I lingered longest in the saltwater bath, floating weightlessly beneath an ancient vaulted ceiling. Every knot in my shoulders melted away. You can either book simple access to the thermal waters or indulge in a soothing massage using their signature orange flower blossom essential oils. Either way, you’ll emerge into the fading daylight feeling restored and ready for the evening.

La Fresquita
!When you’re ready for dinner, head over to La Fresquita, a bar that felt like a devotional altar to Semana Santa. Semana Santa is Seville’s Holy Week celebration, marked by solemn processions of ornate floats depicting the Passion of Christ. Carried by robed brotherhoods, these processions fill the streets with music, incense, and centuries-old tradition. Holy Week photos and memorabilia lined the walls of this crowded tapas bar. Squeeze your way inside and order montaditos and carne con tomate. The simple dishes burst with flavour! There are some small tables across the street, along the walls of the church, but if you’re looking for the local energy of Seville, stick to the crowded corners of the bar.

La Carbonería
As night falls, it’s time to seek out one of Seville’s most iconic experiences: a flamenco show. But rather than the polished, tourist-oriented performances in the city centre, we’re searching for a local gem. Wandering through the dim, quiet streets of the Santa Cruz district, it might feel like you’ve taken a wrong turn. Then, down an unassuming alley, a single lantern marks the spot, and you start to hear the sharp stomps, clapping, and the roar of an excited crowd.

La Carbonería feels like one of Seville’s best-kept secrets, though word of its magic has certainly spread. Once a coal warehouse, this rustic space has become a beloved local haunt for spontaneous flamenco. Inside, mismatched chairs surround long wooden tables beneath a soaring, timeworn ceiling. The walls are splashed with posters, old photos, and peeling paint.


Performances typically take place on the hour, every night from 8 p.m. to 11 p.m. During the shows, cameras and recording are strictly prohibited, encouraging you, and everyone else in the audience, to be fully present. Without the glow of screens or the click of shutters, and in a building that feels untouched by time, you’re transported. The raw emotion of the music and dance holds you spellbound, as if the modern world has quietly slipped away.
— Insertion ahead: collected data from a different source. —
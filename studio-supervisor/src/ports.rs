//! Host port reservations for deployments.
//!
//! One mutex guards the whole map. It is never held across an await.

use std::collections::BTreeMap;
use std::net::{Ipv4Addr, TcpListener};
use std::ops::RangeInclusive;
use std::sync::{Arc, Mutex, MutexGuard};
use studio_core::error::{ErrorKind, StudioError};
use tracing::{debug, warn};

/// Reserved host ports and the deployment that owns each.
#[derive(Debug)]
pub struct PortAllocator {
    range: RangeInclusive<u16>,
    probe_host: bool,
    reserved: Mutex<BTreeMap<u16, String>>,
}

impl PortAllocator {
    pub fn new(range: RangeInclusive<u16>, probe_host: bool) -> Self {
        Self {
            range,
            probe_host,
            reserved: Mutex::new(BTreeMap::new()),
        }
    }

    fn map(&self) -> MutexGuard<'_, BTreeMap<u16, String>> {
        self.reserved
            .lock()
            .unwrap_or_else(|poisoned| poisoned.into_inner())
    }

    /// Reserve the lowest free port for `owner`.
    ///
    /// The reservation is released when the lease drops unless it is
    /// committed first.
    pub fn lease(self: &Arc<Self>, owner: &str) -> Result<PortLease, StudioError> {
        let mut map = self.map();
        let port = self
            .range
            .clone()
            .find(|p| !map.contains_key(p) && (!self.probe_host || host_port_free(*p)))
            .ok_or_else(|| {
                StudioError::new(
                    ErrorKind::ResourceExhausted,
                    format!(
                        "no free host port in {}-{}",
                        self.range.start(),
                        self.range.end()
                    ),
                )
            })?;
        map.insert(port, owner.to_string());
        debug!(port, owner, "Port reserved");
        Ok(PortLease {
            allocator: Arc::clone(self),
            port,
            owner: owner.to_string(),
            committed: false,
        })
    }

    /// Record an existing reservation (startup hydration, adoption).
    ///
    /// Returns `false` when the port is held by another owner.
    pub fn reserve(&self, port: u16, owner: &str) -> bool {
        let mut map = self.map();
        match map.get(&port) {
            Some(current) if current != owner => {
                warn!(port, owner, current = %current, "Port already reserved");
                false
            }
            _ => {
                map.insert(port, owner.to_string());
                true
            }
        }
    }

    /// Release `port` if `owner` holds it.
    pub fn release(&self, port: u16, owner: &str) -> bool {
        let mut map = self.map();
        if map.get(&port).is_some_and(|o| o == owner) {
            map.remove(&port);
            debug!(port, owner, "Port released");
            true
        } else {
            false
        }
    }

    pub fn owner(&self, port: u16) -> Option<String> {
        self.map().get(&port).cloned()
    }

    pub fn is_reserved(&self, port: u16) -> bool {
        self.map().contains_key(&port)
    }

    /// Copy of the current reservations.
    pub fn snapshot(&self) -> BTreeMap<u16, String> {
        self.map().clone()
    }
}

fn host_port_free(port: u16) -> bool {
    TcpListener::bind((Ipv4Addr::UNSPECIFIED, port)).is_ok()
}

/// A port reservation that is rolled back on drop unless committed.
#[derive(Debug)]
pub struct PortLease {
    allocator: Arc<PortAllocator>,
    port: u16,
    owner: String,
    committed: bool,
}

impl PortLease {
    pub fn port(&self) -> u16 {
        self.port
    }

    /// Keep the reservation past the lease.
    pub fn commit(mut self) -> u16 {
        self.committed = true;
        self.port
    }
}

impl Drop for PortLease {
    fn drop(&mut self) {
        if !self.committed {
            self.allocator.release(self.port, &self.owner);
        }
    }
}
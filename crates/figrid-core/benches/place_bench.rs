use criterion::{black_box, criterion_group, criterion_main, Criterion};
use figrid_core::{place_axes_on_grid, Figure, GridPlacement};

fn bench_place(c: &mut Criterion) {
    let mut group = c.benchmark_group("place_axes_on_grid");
    for &(rows, cols) in &[(1usize, 1usize), (4, 4), (20, 20)] {
        group.bench_function(format!("grid_{rows}x{cols}"), |b| {
            let placement = GridPlacement::new()
                .dim(rows, cols)
                .xspan(0.1, 0.9)
                .yspan(0.1, 0.9)
                .sharex(true)
                .sharey(true);
            b.iter(|| {
                let mut fig = Figure::new();
                let placed = place_axes_on_grid(&mut fig, &placement).expect("place");
                black_box(placed);
            });
        });
    }
    group.finish();
}

criterion_group!(benches, bench_place);
criterion_main!(benches);
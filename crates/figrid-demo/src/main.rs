// File: crates/figrid-demo/src/main.rs
// Summary: Renders the four-panel example layout to PNG.

mod gallery;

use anyhow::{Context, Result};
use figrid_core::{Figure, FigureConfig, RenderOptions};
use std::path::PathBuf;
use tracing_subscriber::EnvFilter;

const USAGE: &str = "usage: figrid-demo [OUTPUT.png] [--config FILE.toml]";

#[derive(Debug, PartialEq)]
struct Args {
    out: PathBuf,
    config: Option<PathBuf>,
}

fn parse_args(args: impl IntoIterator<Item = String>) -> Result<Args> {
    let mut parsed = Args { out: PathBuf::from("target/out/figrid_example.png"), config: None };
    let mut args = args.into_iter();
    while let Some(arg) = args.next() {
        match arg.as_str() {
            "--config" => {
                let path = args.next().context("--config needs a file path")?;
                parsed.config = Some(PathBuf::from(path));
            }
            flag if flag.starts_with('-') => anyhow::bail!("unknown option '{flag}'\n{USAGE}"),
            _ => parsed.out = PathBuf::from(arg),
        }
    }
    Ok(parsed)
}

fn main() -> Result<()> {
    tracing_subscriber::fmt().with_env_filter(EnvFilter::from_default_env()).init();

    let args = parse_args(std::env::args().skip(1))?;
    let config = match &args.config {
        Some(path) => FigureConfig::load(path)
            .with_context(|| format!("failed to load config '{}'", path.display()))?,
        None => FigureConfig::square(10.0),
    };

    let mut fig = Figure::with_config(config);
    gallery::layout(&mut fig)?;
    tracing::info!(regions = fig.len(), "layout built");

    fig.render_to_png(&RenderOptions::default(), &args.out)
        .with_context(|| format!("failed to render '{}'", args.out.display()))?;
    println!("Wrote {}", args.out.display());
    Ok(())
}

#[cfg(test)]
mod tests {
    use super::*;

    fn args(list: &[&str]) -> Result<Args> {
        parse_args(list.iter().map(|s| s.to_string()))
    }

    #[test]
    fn output_path_and_config_are_read() {
        let parsed = args(&["out.png", "--config", "fig.toml"]).unwrap();
        assert_eq!(parsed.out, PathBuf::from("out.png"));
        assert_eq!(parsed.config, Some(PathBuf::from("fig.toml")));
    }

    #[test]
    fn flags_are_not_taken_as_output_path() {
        assert!(args(&["--help"]).is_err());
        assert!(args(&["-o", "out.png"]).is_err());
        assert!(args(&["--config"]).is_err());
    }
}
// File: crates/figrid-core/tests/labels.rs
// Purpose: Validate label placement on tiny regions and label-spec parsing.

use figrid_core::{
    add_label, add_labels, Figure, FigureConfig, FontWeight, HAlign, LabelSpec, LayoutError, TextStyle, VAlign,
};

#[test]
fn single_label_has_text_and_no_decorations() {
    let mut fig = Figure::with_config(FigureConfig::square(10.0));
    let id = add_label(&mut fig, "A", 0.0, 0.05, TextStyle::new().fontsize(20.0)).expect("label");

    assert!(fig.texts().any(|t| t == "A"));
    let ax = fig.axes(id).expect("backing region");
    assert!(!ax.axis_on);
    assert!(!ax.frame_visible());
    assert!(!ax.x_ticklabels_visible() && !ax.y_ticklabels_visible());
    assert_eq!(ax.texts.len(), 1);
    assert_eq!((ax.texts[0].x, ax.texts[0].y), (0.0, 0.0));
    assert_eq!(ax.texts[0].style.fontsize, 20.0);
}

#[test]
fn label_region_is_one_cell_wide() {
    let mut fig = Figure::new();
    let id = add_label(&mut fig, "Test Label", 0.5, 0.5, TextStyle::new()).expect("label");
    let b = fig.axes(id).expect("axes").position;
    assert!(b.width() > 0.0 && b.width() < 0.02);
    assert!(b.height() > 0.0 && b.height() < 0.02);
}

#[test]
fn multiple_labels_are_added_in_order() {
    let mut fig = Figure::new();
    let mut a = LabelSpec::new("A", 0.1, 0.1);
    a.fontsize = Some(12.0);
    let b = LabelSpec::new("B", 0.9, 0.1);
    let ids = add_labels(&mut fig, &[a, b]).expect("labels");
    assert_eq!(ids.len(), 2);
    let texts: Vec<&str> = fig.texts().collect();
    assert_eq!(texts, vec!["A", "B"]);
}

#[test]
fn label_specs_parse_from_toml() {
    let src = r##"
        [[labels]]
        label_text = "A"
        xpos = 0.0
        ypos = 0.05
        fontsize = 20
        weight = "bold"
        ha = "right"
        va = "bottom"

        [[labels]]
        label_text = "B"
        xpos = 0.37
        ypos = 0.05
        color = "#336699"
    "##;
    #[derive(serde::Deserialize)]
    struct Doc {
        labels: Vec<LabelSpec>,
    }
    let doc: Doc = toml::from_str(src).expect("parse labels");
    let style = doc.labels[0].style();
    assert_eq!(style.fontsize, 20.0);
    assert_eq!(style.weight, FontWeight::Bold);
    assert_eq!(style.ha, HAlign::Right);
    assert_eq!(style.va, VAlign::Bottom);

    let mut fig = Figure::new();
    add_labels(&mut fig, &doc.labels).expect("labels");
    assert_eq!(fig.len(), 2);
}

#[test]
fn unknown_label_key_is_rejected() {
    let json = r#"{"label_text": "A", "xpos": 0.1, "ypos": 0.1, "rotation": 45}"#;
    let err = serde_json::from_str::<LabelSpec>(json).unwrap_err();
    assert!(err.to_string().contains("rotation"), "{err}");
}

#[test]
fn unknown_keyword_option_is_rejected() {
    let err = TextStyle::new().with_options([("fontsize", "20"), ("family", "serif")]).unwrap_err();
    assert_eq!(err, LayoutError::UnknownTextOption("family".into()));
}

#[test]
fn labels_at_six_percent_get_one_cell_regions() {
    let mut fig = Figure::with_config(FigureConfig::square(10.0));
    let x = add_label(&mut fig, "x", 0.06, 0.5, TextStyle::new()).expect("label at xpos 0.06");
    let y = add_label(&mut fig, "y", 0.5, 0.06, TextStyle::new()).expect("label at ypos 0.06");
    let corner = add_label(&mut fig, "c", 0.06, 0.06, TextStyle::new()).expect("label at 0.06, 0.06");

    let bx = fig.axes(x).expect("axes").position;
    let by = fig.axes(y).expect("axes").position;
    let bc = fig.axes(corner).expect("axes").position;
    assert!(bx.width() > 0.0 && bx.width() < 0.02);
    assert!(by.height() > 0.0 && by.height() < 0.02);
    assert!((bc.x0 - bx.x0).abs() < 1e-12, "same column as the x label");
    assert!((bc.y1 - by.y1).abs() < 1e-12, "same row as the y label");
}

#[test]
fn label_region_matches_floored_cell() {
    use figrid_core::{place_axes_on_grid, GridPlacement};

    let mut fig = Figure::new();
    let id = add_label(&mut fig, "D", 0.45, 0.55, TextStyle::new()).expect("label");
    let cell = place_axes_on_grid(&mut fig, &GridPlacement::new().xspan(0.455, 0.465).yspan(0.555, 0.565))
        .expect("cell 45, 55")
        .first();
    assert_eq!(fig.axes(id).expect("label").position, fig.axes(cell).expect("cell").position);
}
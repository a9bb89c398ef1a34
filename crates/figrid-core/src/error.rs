// File: crates/figrid-core/src/error.rs
// Summary: Configuration errors raised by grid placement, styling, and handle lookup.

use crate::figure::AxesId;

/// Which canvas axis a span belongs to.
#[derive(Clone, Copy, Debug, PartialEq, Eq)]
pub enum SpanAxis {
    X,
    Y,
}

impl std::fmt::Display for SpanAxis {
    fn fmt(&self, f: &mut std::fmt::Formatter<'_>) -> std::fmt::Result {
        match self {
            SpanAxis::X => f.write_str("xspan"),
            SpanAxis::Y => f.write_str("yspan"),
        }
    }
}

#[derive(Debug, Clone, PartialEq, thiserror::Error)]
pub enum LayoutError {
    #[error("dim must be at least 1x1, got {rows}x{cols}")]
    InvalidDim { rows: usize, cols: usize },

    #[error("{axis} must satisfy start < end with finite values, got [{start}, {end}]")]
    InvalidSpan { axis: SpanAxis, start: f64, end: f64 },

    #[error("{axis} [{start}, {end}] covers no cell of the 100x100 grid")]
    EmptyCellRange { axis: SpanAxis, start: f64, end: f64 },

    #[error("{name} must be a finite non-negative fraction, got {value}")]
    InvalidSpacing { name: &'static str, value: f64 },

    #[error("unknown text option '{0}'")]
    UnknownTextOption(String),

    #[error("invalid value '{value}' for text option '{key}'")]
    InvalidTextOption { key: String, value: String },

    #[error("invalid color '{0}'")]
    InvalidColor(String),

    #[error("axes {0:?} does not belong to this figure")]
    UnknownAxes(AxesId),
}

pub type Result<T, E = LayoutError> = std::result::Result<T, E>;
// File: crates/figrid-core/src/render.rs
// Summary: Headless figure rendering to RGBA8 buffers and PNG using Skia CPU raster surfaces.

use anyhow::Result;
use skia_safe as skia;
use std::io::Cursor;

use crate::artist::{Image, Line, Scatter};
use crate::axes::Axes;
use crate::color::Color;
use crate::config::FigureConfig;
use crate::figure::Figure;
use crate::geometry::RectF;
use crate::grid::{format_tick, nice_ticks};
use crate::scale::LinearScale;
use crate::text::{HAlign, TextShaper, TextStyle, VAlign};
use crate::theme::Theme;

/// Tick mark length in points.
const TICK_LEN_PT: f32 = 3.5;
/// Gap between a tick mark and its label, in points.
const TICK_PAD_PT: f32 = 3.5;
/// Gap between the top of a region and its title, in points.
const TITLE_PAD_PT: f32 = 6.0;
const TICK_LABEL_SIZE_PT: f32 = 10.0;
const TITLE_SIZE_PT: f32 = 12.0;
const FRAME_WIDTH_PT: f32 = 0.8;

pub struct RenderOptions {
    /// Draw text (labels, ticks, titles). Off gives font-independent pixels.
    pub draw_text: bool,
    /// Overrides the theme background.
    pub background: Option<Color>,
}

impl Default for RenderOptions {
    fn default() -> Self {
        Self { draw_text: true, background: None }
    }
}

impl Figure {
    /// Render to a tightly packed RGBA8 buffer: (pixels, width, height, stride).
    pub fn render_to_rgba8(&self, opts: &RenderOptions) -> Result<(Vec<u8>, u32, u32, usize)> {
        let (w, h) = self.config().pixel_size();
        tracing::debug!(regions = self.len(), width = w, height = h, "rendering figure");

        let mut surface = skia::surfaces::raster_n32_premul((w, h))
            .ok_or_else(|| anyhow::anyhow!("failed to create raster surface"))?;
        {
            let canvas = surface.canvas();
            draw_figure(canvas, self, opts, w, h)?;
        }

        let stride = w as usize * 4;
        let mut px = vec![0u8; stride * h as usize];
        let info = skia::ImageInfo::new((w, h), skia::ColorType::RGBA8888, skia::AlphaType::Unpremul, None);
        if !surface.read_pixels(&info, px.as_mut_slice(), stride, (0, 0)) {
            anyhow::bail!("failed to read back surface pixels");
        }
        Ok((px, w as u32, h as u32, stride))
    }

    /// Render and encode as PNG in memory.
    pub fn render_to_png_bytes(&self, opts: &RenderOptions) -> Result<Vec<u8>> {
        let (px, w, h, _) = self.render_to_rgba8(opts)?;
        let img = image::RgbaImage::from_raw(w, h, px)
            .ok_or_else(|| anyhow::anyhow!("pixel buffer does not match {w}x{h}"))?;
        let mut bytes = Vec::new();
        img.write_to(&mut Cursor::new(&mut bytes), image::ImageFormat::Png)?;
        Ok(bytes)
    }

    /// Render the figure to a PNG at `output_png_path`, creating parent directories.
    pub fn render_to_png(&self, opts: &RenderOptions, output_png_path: impl AsRef<std::path::Path>) -> Result<()> {
        let bytes = self.render_to_png_bytes(opts)?;
        if let Some(parent) = output_png_path.as_ref().parent() {
            std::fs::create_dir_all(parent)?;
        }
        std::fs::write(output_png_path, bytes)?;
        Ok(())
    }
}

// ---- helpers ----------------------------------------------------------------

/// Per-render context shared by the region painters.
struct Painter<'a> {
    canvas: &'a skia::Canvas,
    config: &'a FigureConfig,
    theme: Theme,
    shaper: Option<TextShaper>,
}

impl Painter<'_> {
    fn pt(&self, points: f32) -> f32 {
        self.config.points_to_px(points)
    }

    fn text(&self, content: &str, x: f32, y: f32, style: &TextStyle) {
        if let Some(shaper) = &self.shaper {
            shaper.draw_aligned(self.canvas, content, x, y, self.pt(style.fontsize), style);
        }
    }
}

fn stroke_paint(color: Color, width_px: f32) -> skia::Paint {
    let mut paint = skia::Paint::default();
    paint.set_color(color.to_skia());
    paint.set_anti_alias(true);
    paint.set_style(skia::paint::Style::Stroke);
    paint.set_stroke_width(width_px);
    paint.set_stroke_cap(skia::paint::Cap::Round);
    paint
}

fn fill_paint(color: Color) -> skia::Paint {
    let mut paint = skia::Paint::default();
    paint.set_color(color.to_skia());
    paint.set_anti_alias(true);
    paint.set_style(skia::paint::Style::Fill);
    paint
}

fn sk_rect(r: &RectF) -> skia::Rect {
    skia::Rect::from_ltrb(r.left, r.top, r.right, r.bottom)
}

fn draw_figure(canvas: &skia::Canvas, fig: &Figure, opts: &RenderOptions, w: i32, h: i32) -> Result<()> {
    let theme = fig.theme();
    canvas.clear(opts.background.unwrap_or(theme.background).to_skia());

    let painter = Painter {
        canvas,
        config: fig.config(),
        theme,
        shaper: opts.draw_text.then(TextShaper::new),
    };

    for (id, ax) in fig.iter() {
        let rect = ax.position.to_pixels(w, h);
        let limits = fig.view_limits(id)?;
        let sx = LinearScale::new(limits.x, (rect.left, rect.right));
        let sy = LinearScale::new(limits.y, (rect.bottom, rect.top));

        if ax.frame_visible() {
            canvas.draw_rect(sk_rect(&rect), &fill_paint(painter.theme.axes_face));
        }

        canvas.save();
        canvas.clip_rect(sk_rect(&rect), skia::ClipOp::Intersect, true);
        for img in &ax.images {
            draw_image(&painter, &sx, &sy, img);
        }
        for line in &ax.lines {
            draw_line(&painter, &sx, &sy, line);
        }
        for scatter in &ax.collections {
            draw_scatter(&painter, &sx, &sy, scatter);
        }
        canvas.restore();

        if ax.frame_visible() {
            let paint = stroke_paint(painter.theme.frame, painter.pt(FRAME_WIDTH_PT));
            canvas.draw_rect(sk_rect(&rect), &paint);
        }
        if ax.axis_on {
            draw_ticks(&painter, &rect, &sx, &sy, ax);
        }
        if let Some(title) = &ax.title {
            let style = TextStyle::new()
                .color(painter.theme.title)
                .fontsize(TITLE_SIZE_PT)
                .ha(HAlign::Center)
                .va(VAlign::Bottom);
            painter.text(title, rect.center_x(), rect.top - painter.pt(TITLE_PAD_PT), &style);
        }
        // Text is not clipped to its region.
        for t in &ax.texts {
            painter.text(&t.content, sx.to_px(t.x), sy.to_px(t.y), &t.style);
        }
    }
    Ok(())
}

fn draw_line(p: &Painter, sx: &LinearScale, sy: &LinearScale, line: &Line) {
    if line.points.len() < 2 {
        return;
    }
    let paint = stroke_paint(line.color, p.pt(line.linewidth));
    for pair in line.points.windows(2) {
        let (x0, y0) = pair[0];
        let (x1, y1) = pair[1];
        if !(x0.is_finite() && y0.is_finite() && x1.is_finite() && y1.is_finite()) {
            continue;
        }
        p.canvas.draw_line((sx.to_px(x0), sy.to_px(y0)), (sx.to_px(x1), sy.to_px(y1)), &paint);
    }
}

fn draw_scatter(p: &Painter, sx: &LinearScale, sy: &LinearScale, scatter: &Scatter) {
    let paint = fill_paint(scatter.color);
    // Marker size is an area in points^2.
    let radius = p.pt(scatter.size.max(0.0).sqrt() * 0.5);
    for &(x, y) in &scatter.points {
        if x.is_finite() && y.is_finite() {
            p.canvas.draw_circle((sx.to_px(x), sy.to_px(y)), radius, &paint);
        }
    }
}

fn draw_image(p: &Painter, sx: &LinearScale, sy: &LinearScale, img: &Image) {
    let (lo, hi) = img.value_range();
    let mut paint = skia::Paint::default();
    paint.set_style(skia::paint::Style::Fill);
    for row in 0..img.rows {
        let (ya, yb) = (sy.to_px(row as f64 - 0.5), sy.to_px(row as f64 + 0.5));
        for col in 0..img.cols {
            let v = img.value(row, col);
            if !v.is_finite() {
                continue;
            }
            let (xa, xb) = (sx.to_px(col as f64 - 0.5), sx.to_px(col as f64 + 0.5));
            paint.set_color(Color::gray((v - lo) / (hi - lo)).to_skia());
            let r = skia::Rect::from_ltrb(xa.min(xb), ya.min(yb), xa.max(xb), ya.max(yb));
            p.canvas.draw_rect(r, &paint);
        }
    }
}

fn draw_ticks(p: &Painter, rect: &RectF, sx: &LinearScale, sy: &LinearScale, ax: &Axes) {
    let paint = stroke_paint(p.theme.tick, p.pt(FRAME_WIDTH_PT));
    let tick_len = p.pt(TICK_LEN_PT);
    let pad = p.pt(TICK_PAD_PT);
    let label_style = TextStyle::new().color(p.theme.tick_label).fontsize(TICK_LABEL_SIZE_PT);

    if ax.xaxis.show_ticks {
        let ticks = nice_ticks(sx.d0, sx.d1, 5);
        let step = ticks.windows(2).next().map_or(1.0, |w| w[1] - w[0]);
        for v in ticks {
            let x = sx.to_px(v);
            p.canvas.draw_line((x, rect.bottom), (x, rect.bottom + tick_len), &paint);
            if ax.x_ticklabels_visible() {
                let style = label_style.clone().ha(HAlign::Center).va(VAlign::Top);
                p.text(&format_tick(v, step), x, rect.bottom + tick_len + pad, &style);
            }
        }
    }

    if ax.yaxis.show_ticks {
        let ticks = nice_ticks(sy.d0, sy.d1, 5);
        let step = ticks.windows(2).next().map_or(1.0, |w| w[1] - w[0]);
        for v in ticks {
            let y = sy.to_px(v);
            p.canvas.draw_line((rect.left - tick_len, y), (rect.left, y), &paint);
            if ax.y_ticklabels_visible() {
                let style = label_style.clone().ha(HAlign::Right).va(VAlign::Center);
                p.text(&format_tick(v, step), rect.left - tick_len - pad, y, &style);
            }
        }
    }
}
The performances wrap up around 11 p.m., but the night is far from over. Inside the bar, the energy lingers, and out on the leafy patio, the atmosphere becomes especially lively. It’s the perfect place to while away the rest of the evening, drinks are delightfully cheap (cash only), and the vibe is unmatched. After a relaxed day exploring Seville’s hidden corners, there’s no better spot to end your night.